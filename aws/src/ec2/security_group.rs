//! EC2 security group

use async_trait::async_trait;
use lumiplug::diff::ObjectDiff;
use lumiplug::{
    CheckFailure, Context, FieldKind, Id, ProviderError, ResourceOps, ResourceSchema, Type,
};
use serde::{Deserialize, Serialize};
use std::sync::Arc;

use crate::cloud::Cloud;

pub const TOKEN: &str = "aws:ec2/securityGroup:SecurityGroup";

const MAX_DESCRIPTION_LEN: usize = 255;

/// A single ingress or egress rule embedded in a security group
#[derive(Debug, Clone, Default, PartialEq, Serialize, Deserialize)]
#[serde(default, rename_all = "camelCase")]
pub struct SecurityGroupRule {
    pub ip_protocol: String,
    #[serde(skip_serializing_if = "Option::is_none")]
    pub cidr_ip: Option<String>,
    #[serde(skip_serializing_if = "Option::is_none")]
    pub from_port: Option<f64>,
    #[serde(skip_serializing_if = "Option::is_none")]
    pub to_port: Option<f64>,
}

#[derive(Debug, Clone, Default, PartialEq, Serialize, Deserialize)]
#[serde(default, rename_all = "camelCase")]
pub struct SecurityGroup {
    pub name: String,
    pub group_description: String,
    #[serde(skip_serializing_if = "Option::is_none")]
    pub group_name: Option<String>,
    #[serde(skip_serializing_if = "Option::is_none")]
    pub vpc: Option<String>,
    #[serde(skip_serializing_if = "Option::is_none")]
    pub security_group_egress: Option<Vec<SecurityGroupRule>>,
    #[serde(skip_serializing_if = "Option::is_none")]
    pub security_group_ingress: Option<Vec<SecurityGroupRule>>,
    #[serde(rename = "groupID", skip_serializing_if = "Option::is_none")]
    pub group_id: Option<String>,
}

pub fn schema() -> ResourceSchema {
    ResourceSchema::builder(token())
        .required_replace("name", FieldKind::String)
        .required_replace("groupDescription", FieldKind::String)
        .optional_replace("groupName", FieldKind::String)
        .optional_replace("vpc", FieldKind::Id)
        .optional("securityGroupEgress", FieldKind::array_of(FieldKind::Object))
        .optional("securityGroupIngress", FieldKind::array_of(FieldKind::Object))
        .optional("groupID", FieldKind::String)
        .build()
}

fn token() -> Type {
    Type::new(TOKEN).expect("valid security group token")
}

/// Checks port ranges of rules under `key`
pub(crate) fn check_rules(key: &str, rules: &[SecurityGroupRule]) -> Vec<CheckFailure> {
    let mut failures = Vec::new();
    for (i, rule) in rules.iter().enumerate() {
        let at = |field: &str| format!("{}[{}].{}", key, i, field);
        if rule.ip_protocol.is_empty() {
            failures.push(CheckFailure::new(at("ipProtocol"), "must not be empty"));
        }
        if let Some(reason) = port_range_problem(rule.from_port, rule.to_port) {
            failures.push(CheckFailure::new(at("fromPort"), reason));
        }
    }
    failures
}

/// Ports are -1 (all) or 0..=65535, and the range must not be inverted
pub(crate) fn port_range_problem(from: Option<f64>, to: Option<f64>) -> Option<String> {
    let valid = |port: f64| port == -1.0 || (0.0..=65535.0).contains(&port);
    for port in [from, to].into_iter().flatten() {
        if !valid(port) || port.fract() != 0.0 {
            return Some(format!("invalid port {}", port));
        }
    }
    match (from, to) {
        (Some(from), Some(to)) if from > to => {
            Some(format!("port range {}-{} is inverted", from, to))
        }
        _ => None,
    }
}

pub struct SecurityGroupOps {
    cloud: Arc<Cloud>,
}

impl SecurityGroupOps {
    pub fn new(cloud: Arc<Cloud>) -> Self {
        Self { cloud }
    }
}

#[async_trait]
impl ResourceOps for SecurityGroupOps {
    type Resource = SecurityGroup;

    async fn check(&self, _ctx: Context, group: SecurityGroup) -> Vec<CheckFailure> {
        let mut failures = Vec::new();
        if group.group_description.len() > MAX_DESCRIPTION_LEN {
            failures.push(CheckFailure::new(
                "groupDescription",
                format!("must be at most {} characters", MAX_DESCRIPTION_LEN),
            ));
        }
        if let Some(rules) = &group.security_group_egress {
            failures.extend(check_rules("securityGroupEgress", rules));
        }
        if let Some(rules) = &group.security_group_ingress {
            failures.extend(check_rules("securityGroupIngress", rules));
        }
        failures
    }

    async fn create(&self, _ctx: Context, mut group: SecurityGroup) -> Result<Id, ProviderError> {
        let id = self.cloud.allocate("sg");
        if group.group_name.is_none() {
            group.group_name = Some(group.name.clone());
        }
        group.group_id = Some(id.to_string());

        self.cloud.security_groups.insert(id.clone(), group)?;
        tracing::info!(id = %id, "Created security group");
        Ok(id)
    }

    async fn get(&self, _ctx: Context, id: Id) -> Result<SecurityGroup, ProviderError> {
        self.cloud.security_groups.get(&id)
    }

    async fn update(
        &self,
        _ctx: Context,
        id: Id,
        _old: SecurityGroup,
        new: SecurityGroup,
        diff: ObjectDiff,
    ) -> Result<(), ProviderError> {
        let mut current = self.cloud.security_groups.get(&id)?;
        current.security_group_egress = new.security_group_egress;
        current.security_group_ingress = new.security_group_ingress;
        self.cloud.security_groups.put(&id, current)?;

        tracing::info!(id = %id, changed = ?diff.changed_keys(), "Updated security group rules");
        Ok(())
    }

    async fn delete(&self, _ctx: Context, id: Id) -> Result<(), ProviderError> {
        let group = id.to_string();
        let dependents = self
            .cloud
            .security_group_egress
            .find(|rule| rule.group == group || rule.destination_security_group.as_ref() == Some(&group));
        if !dependents.is_empty() {
            return Err(ProviderError::Conflict(format!(
                "security group {} is still referenced by {} egress rule(s)",
                id,
                dependents.len()
            )));
        }

        self.cloud.security_groups.remove(&id)?;
        tracing::info!(id = %id, "Deleted security group");
        Ok(())
    }
}

#[cfg(test)]
#[allow(clippy::disallowed_methods)]
mod tests {
    use super::*;
    use lumiplug::{decode, encode, PropertyMap, PropertyValue};

    #[test]
    fn port_ranges() {
        assert_eq!(port_range_problem(Some(22.0), Some(22.0)), None);
        assert_eq!(port_range_problem(Some(-1.0), Some(-1.0)), None);
        assert_eq!(port_range_problem(None, None), None);
        assert!(port_range_problem(Some(443.0), Some(80.0)).is_some());
        assert!(port_range_problem(Some(70000.0), None).is_some());
        assert!(port_range_problem(Some(22.5), None).is_some());
    }

    #[test]
    fn decodes_rules_and_group_id() {
        let props = PropertyMap::new()
            .with("name", "web")
            .with("groupDescription", "web tier")
            .with(
                "securityGroupIngress",
                vec![PropertyValue::Object(
                    PropertyMap::new()
                        .with("ipProtocol", "tcp")
                        .with("cidrIp", "0.0.0.0/0")
                        .with("fromPort", 80.0)
                        .with("toPort", 80.0),
                )],
            )
            .with("groupID", "sg-1");

        let group: SecurityGroup = decode(&schema(), &props).unwrap();
        assert_eq!(group.group_id.as_deref(), Some("sg-1"));
        let rules = group.security_group_ingress.as_ref().unwrap();
        assert_eq!(rules[0].from_port, Some(80.0));

        let back = encode(&group).unwrap();
        assert_eq!(back.get("groupID").and_then(|v| v.as_str()), Some("sg-1"));
        assert!(!back.contains_key("groupName"));
    }

    #[tokio::test]
    async fn create_defaults_group_name_and_records_id() {
        let cloud = Arc::new(Cloud::new());
        let ops = SecurityGroupOps::new(Arc::clone(&cloud));
        let group = SecurityGroup {
            name: "web".to_string(),
            group_description: "web tier".to_string(),
            ..Default::default()
        };

        let id = ops.create(Context::new(), group).await.unwrap();
        let stored = ops.get(Context::new(), id.clone()).await.unwrap();
        assert_eq!(stored.group_name.as_deref(), Some("web"));
        assert_eq!(stored.group_id.as_deref(), Some(id.as_str()));
    }

    #[tokio::test]
    async fn check_flags_long_descriptions_and_bad_rules() {
        let ops = SecurityGroupOps::new(Arc::new(Cloud::new()));
        let group = SecurityGroup {
            name: "web".to_string(),
            group_description: "x".repeat(300),
            security_group_egress: Some(vec![SecurityGroupRule {
                ip_protocol: String::new(),
                from_port: Some(443.0),
                to_port: Some(80.0),
                ..Default::default()
            }]),
            ..Default::default()
        };

        let failures = ops.check(Context::new(), group).await;
        let properties: Vec<_> = failures.iter().map(|f| f.property.as_str()).collect();
        assert_eq!(
            properties,
            [
                "groupDescription",
                "securityGroupEgress[0].ipProtocol",
                "securityGroupEgress[0].fromPort"
            ]
        );
    }
}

────────────────

What needs to be done:
When a line of the material holds the string "ipProtocol", copy that line.

Output for this task:
            failures.push(CheckFailure::new(at("ipProtocol"), "must not be empty"));
                        .with("ipProtocol", "tcp")
                "securityGroupEgress[0].ipProtocol",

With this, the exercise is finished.